Dataset entries:
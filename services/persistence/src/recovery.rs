//! Recovery Flow — Boot from snapshot + journal replay
//!
//! Implements spec §10.4 (crash recovery), §11.6 (snapshot restore),
//! §11.7 (checksum verification), §12 (determinism).
//!
//! Recovery process:
//! 1. Find latest snapshot (if any)
//! 2. Load snapshot → engine state
//! 3. Open journal reader, seek to snapshot.sequence + 1
//! 4. Replay all subsequent events, applying them to state
//! 5. Validate final state hash matches expected
//! 6. Abort on divergence with detailed diagnostics

use crate::journal::JournalEntry;
use crate::reader::JournalReader;
use crate::snapshot::{
    EngineState, Snapshot, SnapshotError, SnapshotLoader, SnapshotWriter,
};
use std::path::PathBuf;
use std::time::Instant;
use thiserror::Error;

// ── Errors ──────────────────────────────────────────────────────────

#[derive(Error, Debug)]
pub enum RecoveryError {
    #[error("Snapshot error: {0}")]
    Snapshot(#[from] SnapshotError),

    #[error("Reader error: {0}")]
    Reader(#[from] crate::reader::ReaderError),

    #[error("State hash divergence: expected {expected}, got {actual} at sequence {sequence}")]
    HashDivergence {
        expected: String,
        actual: String,
        sequence: u64,
    },

    #[error("Recovery failed: {0}")]
    Failed(String),

    #[error("IO error: {0}")]
    Io(#[from] std::io::Error),
}

// ── Recovery Metrics ────────────────────────────────────────────────

/// Metrics collected during the recovery process.
#[derive(Debug, Clone)]
pub struct RecoveryMetrics {
    /// Time to load the snapshot (if any).
    pub snapshot_load_time_ms: u64,
    /// Sequence number of the loaded snapshot (0 if none).
    pub snapshot_sequence: u64,
    /// Number of journal entries replayed.
    pub replay_count: u64,
    /// Time spent replaying journal entries.
    pub replay_time_ms: u64,
    /// Total recovery time (snapshot load + replay + validation).
    pub total_recovery_time_ms: u64,
    /// Final state hash after recovery.
    pub final_state_hash: String,
    /// Final sequence number after recovery.
    pub final_sequence: u64,
    /// Whether recovery completed successfully.
    pub success: bool,
}

impl RecoveryMetrics {
    fn new() -> Self {
        Self {
            snapshot_load_time_ms: 0,
            snapshot_sequence: 0,
            replay_count: 0,
            replay_time_ms: 0,
            total_recovery_time_ms: 0,
            final_state_hash: String::new(),
            final_sequence: 0,
            success: false,
        }
    }
}

// ── Recovery Log Entry ──────────────────────────────────────────────

/// Structured recovery log entry for diagnostics.
#[derive(Debug, Clone)]
pub struct RecoveryLogEntry {
    pub stage: RecoveryStage,
    pub message: String,
    pub elapsed_ms: u64,
}

#[derive(Debug, Clone, PartialEq)]
pub enum RecoveryStage {
    Start,
    SnapshotSearch,
    SnapshotLoad,
    JournalOpen,
    JournalSeek,
    Replay,
    Validation,
    Complete,
    Error,
}

// ── Event Applier ───────────────────────────────────────────────────

/// Trait for applying journal entries to engine state.
///
/// The matching engine or other consumers implement this trait
/// to define how events transform state.
pub trait EventApplier {
    /// Apply a journal entry to the engine state.
    fn apply(&self, state: &mut EngineState, entry: &JournalEntry) -> Result<(), String>;
}

/// Default no-op event applier (for testing / cold-start scenarios).
/// Tracks entries by storing their sequence numbers in the state.
pub struct DefaultEventApplier;

impl EventApplier for DefaultEventApplier {
    fn apply(&self, state: &mut EngineState, entry: &JournalEntry) -> Result<(), String> {
        // Default applier: store entry metadata in balances as a record
        // This is a minimal implementation for recovery testing
        let key = format!("__replay_seq_{}", entry.sequence);
        state.balances.insert(
            key,
            crate::snapshot::BalanceSnapshot {
                account_id: "__replay".to_string(),
                asset: entry.event_type.clone(),
                total: entry.sequence.to_string(),
                available: entry.timestamp.to_string(),
                locked: "0".to_string(),
            },
        );
        Ok(())
    }
}

// ── Recovery Engine ─────────────────────────────────────────────────

/// Main recovery engine. Orchestrates snapshot loading + journal replay.
pub struct RecoveryEngine {
    snapshot_dir: PathBuf,
    journal_dir: PathBuf,
    log: Vec<RecoveryLogEntry>,
}

impl RecoveryEngine {
    /// Create a new recovery engine.
    pub fn new(snapshot_dir: impl Into<PathBuf>, journal_dir: impl Into<PathBuf>) -> Self {
        Self {
            snapshot_dir: snapshot_dir.into(),
            journal_dir: journal_dir.into(),
            log: Vec::new(),
        }
    }

    /// Execute full recovery: snapshot load + journal replay + validation.
    pub fn recover(
        &mut self,
        applier: &dyn EventApplier,
        expected_hash: Option<&str>,
    ) -> Result<(EngineState, RecoveryMetrics), RecoveryError> {
        let total_start = Instant::now();
        let mut metrics = RecoveryMetrics::new();

        self.log_stage(RecoveryStage::Start, "Recovery started", 0);

        // Step 1: Load snapshot (if available)
        let (mut state, snapshot_seq) = self.load_snapshot(&mut metrics)?;

        // Step 2: Open journal and seek past snapshot
        self.log_stage(RecoveryStage::JournalOpen, "Opening journal", 0);
        let mut reader = JournalReader::open(&self.journal_dir)?;

        if snapshot_seq > 0 {
            self.log_stage(
                RecoveryStage::JournalSeek,
                &format!("Seeking to sequence {}", snapshot_seq + 1),
                0,
            );
            reader.seek_to_sequence(snapshot_seq + 1)?;
        }

        // Step 3: Replay journal entries
        let replay_start = Instant::now();
        self.log_stage(RecoveryStage::Replay, "Starting journal replay", 0);

        let mut last_seq = snapshot_seq;
        loop {
            match reader.next_entry() {
                Ok(Some(entry)) => {
                    applier
                        .apply(&mut state, &entry)
                        .map_err(|e| RecoveryError::Failed(format!("Apply error: {}", e)))?;
                    last_seq = entry.sequence;
                    metrics.replay_count += 1;
                }
                Ok(None) => break,
                Err(e) => {
                    self.log_stage(
                        RecoveryStage::Error,
                        &format!("Replay error: {}", e),
                        replay_start.elapsed().as_millis() as u64,
                    );
                    return Err(RecoveryError::Reader(e));
                }
            }
        }

        metrics.replay_time_ms = replay_start.elapsed().as_millis() as u64;
        metrics.final_sequence = last_seq;

        self.log_stage(
            RecoveryStage::Replay,
            &format!(
                "Replayed {} entries in {}ms",
                metrics.replay_count, metrics.replay_time_ms
            ),
            metrics.replay_time_ms,
        );

        // Step 4: Validate state hash
        let final_hash = state.compute_hash();
        metrics.final_state_hash = final_hash.clone();

        if let Some(expected) = expected_hash {
            self.log_stage(RecoveryStage::Validation, "Validating state hash", 0);
            if final_hash != expected {
                self.log_stage(
                    RecoveryStage::Error,
                    &format!("Hash divergence: expected={}, actual={}", expected, final_hash),
                    0,
                );
                return Err(RecoveryError::HashDivergence {
                    expected: expected.to_string(),
                    actual: final_hash,
                    sequence: last_seq,
                });
            }
        }

        metrics.total_recovery_time_ms = total_start.elapsed().as_millis() as u64;
        metrics.success = true;

        self.log_stage(
            RecoveryStage::Complete,
            &format!(
                "Recovery complete: {} events in {}ms, final seq={}",
                metrics.replay_count, metrics.total_recovery_time_ms, last_seq
            ),
            metrics.total_recovery_time_ms,
        );

        Ok((state, metrics))
    }

    /// Execute recovery without hash validation (for cold starts).
    pub fn recover_without_validation(
        &mut self,
        applier: &dyn EventApplier,
    ) -> Result<(EngineState, RecoveryMetrics), RecoveryError> {
        self.recover(applier, None)
    }

    /// Take a snapshot of the current state.
    pub fn take_snapshot(
        &self,
        state: &EngineState,
        sequence: u64,
        timestamp: i64,
        compress: bool,
    ) -> Result<PathBuf, RecoveryError> {
        let writer = SnapshotWriter::new(&self.snapshot_dir, compress);
        let snapshot = Snapshot::new(sequence, timestamp, state.clone(), compress);
        let path = writer.write(&snapshot)?;
        Ok(path)
    }

    /// Get recovery log entries.
    pub fn log(&self) -> &[RecoveryLogEntry] {
        &self.log
    }

    // ── Internal ────────────────────────────────────────────────────

    fn load_snapshot(
        &mut self,
        metrics: &mut RecoveryMetrics,
    ) -> Result<(EngineState, u64), RecoveryError> {
        self.log_stage(RecoveryStage::SnapshotSearch, "Searching for snapshots", 0);
        let loader = SnapshotLoader::new(&self.snapshot_dir);

        match loader.load_latest() {
            Ok(snapshot) => {
                let start = Instant::now();
                self.log_stage(
                    RecoveryStage::SnapshotLoad,
                    &format!(
                        "Loading snapshot at sequence {}",
                        snapshot.sequence
                    ),
                    0,
                );
                metrics.snapshot_load_time_ms = start.elapsed().as_millis() as u64;
                metrics.snapshot_sequence = snapshot.sequence;

                self.log_stage(
                    RecoveryStage::SnapshotLoad,
                    &format!(
                        "Snapshot loaded: seq={}, hash={}",
                        snapshot.sequence,
                        &snapshot.checksum[..16]
                    ),
                    metrics.snapshot_load_time_ms,
                );

                Ok((snapshot.state, snapshot.sequence))
            }
            Err(SnapshotError::NoSnapshots) => {
                self.log_stage(
                    RecoveryStage::SnapshotSearch,
                    "No snapshots found, starting from empty state",
                    0,
                );
                Ok((EngineState::empty(), 0))
            }
            Err(e) => Err(RecoveryError::Snapshot(e)),
        }
    }

    fn log_stage(&mut self, stage: RecoveryStage, message: &str, elapsed_ms: u64) {
        self.log.push(RecoveryLogEntry {
            stage,
            message: message.to_string(),
            elapsed_ms,
        });
    }
}

// ── Replay Contract ─────────────────────────────────────────────────

/// Frozen replay contract: defines the exact recovery behavior.
///
/// This struct encodes the invariants that must hold for recovery:
/// 1. Snapshot state + replayed events = final state (deterministic)
/// 2. State hash at sequence S must be identical across all replays
/// 3. Events are applied in strict sequence order
/// 4. Missing or corrupted events abort recovery
pub struct ReplayContract;

impl ReplayContract {
    /// Validate that two states are identical (for determinism verification).
    pub fn verify_determinism(state_a: &EngineState, state_b: &EngineState) -> bool {
        state_a.compute_hash() == state_b.compute_hash()
    }

    /// Validate that a recovery produced the expected state.
    pub fn verify_recovery(state: &EngineState, expected_hash: &str) -> bool {
        state.compute_hash() == expected_hash
    }
}

// ── Tests ───────────────────────────────────────────────────────────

__TASK REQUIREMENTS__: What number of lines in the records hold the word "diagnostics"? Reply with that number alone.

__ANSWER TO THIS TASK__: 2